What to work on: The data below holds a line containing "step_id, |step| step.field(field).cloned())?" and a line containing "kind: StatusKind) ->"; please quote exactly those two lines and every line between them, and nothing else.

Data for this task:
────────────────────────────────────────
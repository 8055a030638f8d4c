//! Testing utilities for recipe runs.
//!
//! This module provides:
//! - Fake components covering success, failure, panics and slow jobs
//! - A recording usage handler and a ready-made registry
//! - Assertions over run results

mod assertions;
mod components;
mod fixtures;

pub use assertions::{
    assert_run_succeeded, assert_step_completed, assert_step_errored, assert_step_skipped,
    assert_step_status,
};
pub use components::{
    EchoComponent, FailingComponent, MeteredComponent, PanickingComponent, RecordingComponent,
    SlowComponent, TextComponent,
};
pub use fixtures::{input_rows, test_registry, test_runner, RecordingUsageHandler};
//! Run memory: one independently locked row per batch element.

use super::row::RowMemory;
use super::status::{StatusKind, StepStatus};
use super::step::{StepField, StepMemory};
use crate::errors::{MemoryError, Result};
use crate::events::{
    ComponentEventData, EventSink, MemoryEvent, MessageError, NoOpEventSink, PipelineEventData,
    PipelineStatus,
};
use crate::template::{render, traverse_binding};
use crate::value::Value;
use chrono::Utc;
use parking_lot::{RwLock, RwLockReadGuard, RwLockWriteGuard};
use std::fmt;
use std::sync::atomic::{AtomicBool, Ordering};
use std::sync::Arc;
use tracing::warn;

/// Memory of a whole run.
pub struct RunMemory {
    id: String,
    rows: Vec<RwLock<RowMemory>>,
    output_template: Option<Value>,
    streaming: AtomicBool,
    sink: Arc<dyn EventSink>,
}

impl fmt::Debug for RunMemory {
    fn fmt(&self, f: &mut fmt::Formatter<'_>) -> fmt::Result {
        f.debug_struct("RunMemory")
            .field("id", &self.id)
            .field("batch_size", &self.rows.len())
            .field("streaming", &self.is_streaming())
            .finish_non_exhaustive()
    }
}

impl RunMemory {
    /// Creates run memory from prepared rows.
    pub fn new(id: impl Into<String>, rows: Vec<RowMemory>) -> Self {
        Self {
            id: id.into(),
            rows: rows.into_iter().map(RwLock::new).collect(),
            output_template: None,
            streaming: AtomicBool::new(false),
            sink: Arc::new(NoOpEventSink),
        }
    }

    /// Sets the sink memory events are sent to.
    #[must_use]
    pub fn with_sink(mut self, sink: Arc<dyn EventSink>) -> Self {
        self.sink = sink;
        self
    }

    /// Sets the pipeline output template re-rendered on streaming writes.
    #[must_use]
    pub fn with_output_template(mut self, template: Value) -> Self {
        self.output_template = Some(template);
        self
    }

    /// Returns the run ID.
    #[must_use]
    pub fn id(&self) -> &str {
        &self.id
    }

    /// Returns the number of rows.
    #[must_use]
    pub fn batch_size(&self) -> usize {
        self.rows.len()
    }

    /// Starts sending events to the sink.
    pub fn enable_streaming(&self) {
        self.streaming.store(true, Ordering::SeqCst);
    }

    /// Returns true when events are being sent.
    #[must_use]
    pub fn is_streaming(&self) -> bool {
        self.streaming.load(Ordering::SeqCst)
    }

    /// Returns the pipeline output template, if any.
    #[must_use]
    pub fn output_template(&self) -> Option<&Value> {
        self.output_template.as_ref()
    }

    fn row(&self, index: usize) -> Result<&RwLock<RowMemory>, MemoryError> {
        self.rows.get(index).ok_or(MemoryError::RowOutOfRange {
            index,
            size: self.rows.len(),
        })
    }

    /// Locks a row for reading.
    pub fn read_row(&self, index: usize) -> Result<RwLockReadGuard<'_, RowMemory>> {
        Ok(self.row(index)?.read())
    }

    fn write_row(&self, index: usize) -> Result<RwLockWriteGuard<'_, RowMemory>> {
        Ok(self.row(index)?.write())
    }

    fn with_step_mut<T>(
        &self,
        index: usize,
        step_id: &str,
        f: impl FnOnce(&mut StepMemory) -> T,
    ) -> Result<T> {
        let mut row = self.write_row(index)?;
        let step = row
            .steps
            .get_mut(step_id)
            .ok_or_else(|| MemoryError::StepNotFound(step_id.to_string()))?;
        Ok(f(step))
    }

    fn with_step<T>(&self, index: usize, step_id: &str, f: impl FnOnce(&StepMemory) -> T) -> Result<T> {
        let row = self.read_row(index)?;
        let step = row
            .steps
            .get(step_id)
            .ok_or_else(|| MemoryError::StepNotFound(step_id.to_string()))?;
        Ok(f(step))
    }

    /// Resets a step's memory in a row.
    pub fn init_step(&self, index: usize, step_id: &str) -> Result<()> {
        self.write_row(index)?
            .steps
            .insert(step_id.to_string(), StepMemory::default());
        Ok(())
    }

    /// Copies a step's memory into a row, replacing what was there.
    pub fn put_step(&self, index: usize, step_id: &str, memory: StepMemory) -> Result<()> {
        self.write_row(index)?
            .steps
            .insert(step_id.to_string(), memory);
        Ok(())
    }

    /// Returns a copy of a step's memory.
    pub fn step(&self, index: usize, step_id: &str) -> Result<StepMemory> {
        self.with_step(index, step_id, Clone::clone)
    }

    /// Writes a step data field. Input and output writes emit events.
    pub fn set_step_data(&self, index: usize, step_id: &str, field: StepField, value: Value) -> Result<()> {
        let status = self.with_step_mut(index, step_id, |step| {
            step.set_field(field, value.clone());
            step.status
        })?;

        match field {
            StepField::Input => {
                self.send_component_event(MemoryEvent::ComponentInputUpdated, index, step_id, status, |d| {
                    d.input = Some(value);
                });
            }
            StepField::Output => {
                self.send_component_event(MemoryEvent::ComponentOutputUpdated, index, step_id, status, |d| {
                    d.output = Some(value);
                });
            }
            StepField::Element | StepField::Setup => {}
        }
        Ok(())
    }

    /// Reads a step data field.
    pub fn step_data(&self, index: usize, step_id: &str, field: StepField) -> Result<Value> {
        self.with_step(index, step_id, |step| step.field(field).cloned())?
            .ok_or_else(|| MemoryError::PipelineDataNotFound(format!("{step_id}.{field}")).into())
    }

    /// Writes a status flag and emits a status event.
    pub fn set_status(&self, index: usize, step_id: &str, kind: StatusKind, value: bool) -> Result<()> {
        let status = self.with_step_mut(index, step_id, |step| {
            step.status.set(kind, value);
            step.status
        })?;
        self.send_component_event(MemoryEvent::ComponentStatusUpdated, index, step_id, status, |_| {});
        Ok(())
    }

    /// Reads a status flag.
    pub fn status(&self, index: usize, step_id: &str, kind: StatusKind) -> Result<bool> {
        self.with_step(index, step_id, |step| step.status.get(kind))
    }

    /// Reads all status flags.
    pub fn step_status(&self, index: usize, step_id: &str) -> Result<StepStatus> {
        self.with_step(index, step_id, |step| step.status)
    }

    /// Writes a step error message and emits an error event.
    pub fn set_error_message(&self, index: usize, step_id: &str, message: impl Into<String>) -> Result<()> {
        let message = message.into();
        let status = self.with_step_mut(index, step_id, |step| {
            step.error.message.clone_from(&message);
            step.status
        })?;
        self.send_component_event(MemoryEvent::ComponentErrorUpdated, index, step_id, status, |d| {
            d.error = Some(MessageError { message });
        });
        Ok(())
    }

    /// Reads a step error message.
    pub fn error_message(&self, index: usize, step_id: &str) -> Result<String> {
        self.with_step(index, step_id, |step| step.error.message.clone())
    }

    /// Marks a step errored for a row and records the message.
    pub fn record_error(&self, index: usize, step_id: &str, message: impl Into<String>) -> Result<()> {
        self.set_status(index, step_id, StatusKind::Errored, true)?;
        self.set_error_message(index, step_id, message)
    }

    /// Stores the rendered pipeline output of a row.
    pub fn set_pipeline_output(&self, index: usize, output: Value) -> Result<()> {
        self.write_row(index)?.output = Some(output.clone());

        if self.is_streaming() {
            let data = PipelineEventData {
                update_time: Utc::now(),
                batch_index: index,
                status: PipelineStatus {
                    started: true,
                    ..PipelineStatus::default()
                },
                output,
            };
            self.send(MemoryEvent::PipelineOutputUpdated, &data);
        }
        Ok(())
    }

    /// Reads the rendered pipeline output of a row.
    pub fn pipeline_output(&self, index: usize) -> Result<Value> {
        self.read_row(index)?
            .output
            .clone()
            .ok_or_else(|| MemoryError::PipelineDataNotFound("output".to_string()).into())
    }

    /// Binds a name in a row.
    pub fn set_binding(&self, index: usize, name: impl Into<String>, value: Value) -> Result<()> {
        self.write_row(index)?.bindings.insert(name.into(), value);
        Ok(())
    }

    /// Resolves a reference path in a row.
    pub fn get(&self, index: usize, path: &str) -> Result<Value> {
        let row = self.read_row(index)?;
        Ok(traverse_binding(&*row, path)?)
    }

    /// Returns the composed view of a row.
    pub fn snapshot(&self, index: usize) -> Result<Value> {
        Ok(self.read_row(index)?.to_value())
    }

    /// Renders a template against a row.
    pub fn render(&self, index: usize, template: &Value, allow_unresolved: bool) -> Result<Value> {
        let row = self.read_row(index)?;
        Ok(render(template, &*row, allow_unresolved)?)
    }

    /// Re-renders the pipeline output of a row while streaming.
    pub fn refresh_pipeline_output(&self, index: usize) -> Result<()> {
        if !self.is_streaming() {
            return Ok(());
        }
        let Some(template) = self.output_template.as_ref() else {
            return Ok(());
        };
        let output = self.render(index, template, true)?;
        self.set_pipeline_output(index, output)
    }

    fn send_component_event(
        &self,
        event: MemoryEvent,
        index: usize,
        step_id: &str,
        status: StepStatus,
        fill: impl FnOnce(&mut ComponentEventData),
    ) {
        if !self.is_streaming() {
            return;
        }
        let mut data = ComponentEventData {
            update_time: Utc::now(),
            component_id: step_id.to_string(),
            batch_index: index,
            status,
            input: None,
            output: None,
            error: None,
        };
        fill(&mut data);
        self.send(event, &data);
    }

    fn send<T: serde::Serialize>(&self, event: MemoryEvent, data: &T) {
        match serde_json::to_value(data) {
            Ok(payload) => self.sink.try_emit(event.as_str(), Some(payload)),
            Err(err) => warn!(run_id = %self.id, event = %event, error = %err, "dropping memory event"),
        }
    }
}

#[cfg(test)]
mod tests {
    use super::*;
    use crate::errors::RecipeflowError;
    use crate::events::CollectingEventSink;
    use pretty_assertions::assert_eq;

    fn memory(rows: usize) -> RunMemory {
        let rows = (0..rows)
            .map(|i| RowMemory::new(Value::map_from([("n", Value::from(i as i64))]), Value::empty_map()))
            .collect();
        let memory = RunMemory::new("run-1", rows);
        for i in 0..memory.batch_size() {
            memory.init_step(i, "a").unwrap();
        }
        memory
    }

    #[test]
    fn test_step_data_round_trip() {
        let memory = memory(2);
        memory
            .set_step_data(1, "a", StepField::Output, Value::map_from([("x", Value::Int(5))]))
            .unwrap();
        assert_eq!(memory.get(1, "a.output.x").unwrap(), Value::Int(5));
        assert_eq!(memory.get(0, "a.output").unwrap(), Value::empty_map());
    }

    #[test]
    fn test_unknown_row_and_step() {
        let memory = memory(1);
        assert!(matches!(
            memory.status(3, "a", StatusKind::Started),
            Err(RecipeflowError::Memory(MemoryError::RowOutOfRange { index: 3, size: 1 }))
        ));
        let err = memory.set_status(0, "zzz", StatusKind::Started, true).unwrap_err();
        assert_eq!(err.to_string(), "component zzz not exist");
    }

    #[test]
    fn test_record_error() {
        let memory = memory(1);
        memory.record_error(0, "a", "boom").unwrap();
        assert!(memory.status(0, "a", StatusKind::Errored).unwrap());
        assert!(!memory.status(0, "a", StatusKind::Completed).unwrap());
        assert_eq!(memory.error_message(0, "a").unwrap(), "boom");
    }

    #[test]
    fn test_events_only_while_streaming() {
        let sink = Arc::new(CollectingEventSink::new());
        let memory = memory(1).with_sink(sink.clone());

        memory.set_status(0, "a", StatusKind::Started, true).unwrap();
        assert!(sink.is_empty());

        memory.enable_streaming();
        memory.set_status(0, "a", StatusKind::Completed, true).unwrap();
        memory
            .set_step_data(0, "a", StepField::Input, Value::map_from([("q", Value::from("x"))]))
            .unwrap();
        memory.set_error_message(0, "a", "bad").unwrap();

        assert_eq!(
            sink.event_names_for("a"),
            vec![
                "COMPONENT_STATUS_UPDATED",
                "COMPONENT_INPUT_UPDATED",
                "COMPONENT_ERROR_UPDATED"
            ]
        );
        let status = &sink.payloads_of("COMPONENT_STATUS_UPDATED")[0];
        assert_eq!(status["status"]["completed"], true);
        assert_eq!(status["batchIndex"], 0);
        let error = &sink.payloads_of("COMPONENT_ERROR_UPDATED")[0];
        assert_eq!(error["error"]["message"], "bad");
    }

    #[test]
    fn test_streaming_refreshes_pipeline_output() {
        let sink = Arc::new(CollectingEventSink::new());
        let memory = memory(1)
            .with_sink(sink.clone())
            .with_output_template(Value::map_from([("answer", Value::from("${a.output.x}"))]));
        memory.enable_streaming();

        memory.refresh_pipeline_output(0).unwrap();
        assert_eq!(
            memory.pipeline_output(0).unwrap(),
            Value::map_from([("answer", Value::Null)])
        );

        memory
            .set_step_data(0, "a", StepField::Output, Value::map_from([("x", Value::Int(1))]))
            .unwrap();
        memory.refresh_pipeline_output(0).unwrap();
        assert_eq!(
            memory.pipeline_output(0).unwrap(),
            Value::map_from([("answer", Value::Int(1))])
        );
        assert_eq!(sink.payloads_of("PIPELINE_OUTPUT_UPDATED").len(), 2);
    }
}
────────────────────────────────────────
Answer to the exercise:
        self.with_step(index, step_id, |step| step.field(field).cloned())?
            .ok_or_else(|| MemoryError::PipelineDataNotFound(format!("{step_id}.{field}")).into())
    }

    /// Writes a status flag and emits a status event.
    pub fn set_status(&self, index: usize, step_id: &str, kind: StatusKind, value: bool) -> Result<()> {
        let status = self.with_step_mut(index, step_id, |step| {
            step.status.set(kind, value);
            step.status
        })?;
        self.send_component_event(MemoryEvent::ComponentStatusUpdated, index, step_id, status, |_| {});
        Ok(())
    }

    /// Reads a status flag.
    pub fn status(&self, index: usize, step_id: &str, kind: StatusKind) -> Result<bool> {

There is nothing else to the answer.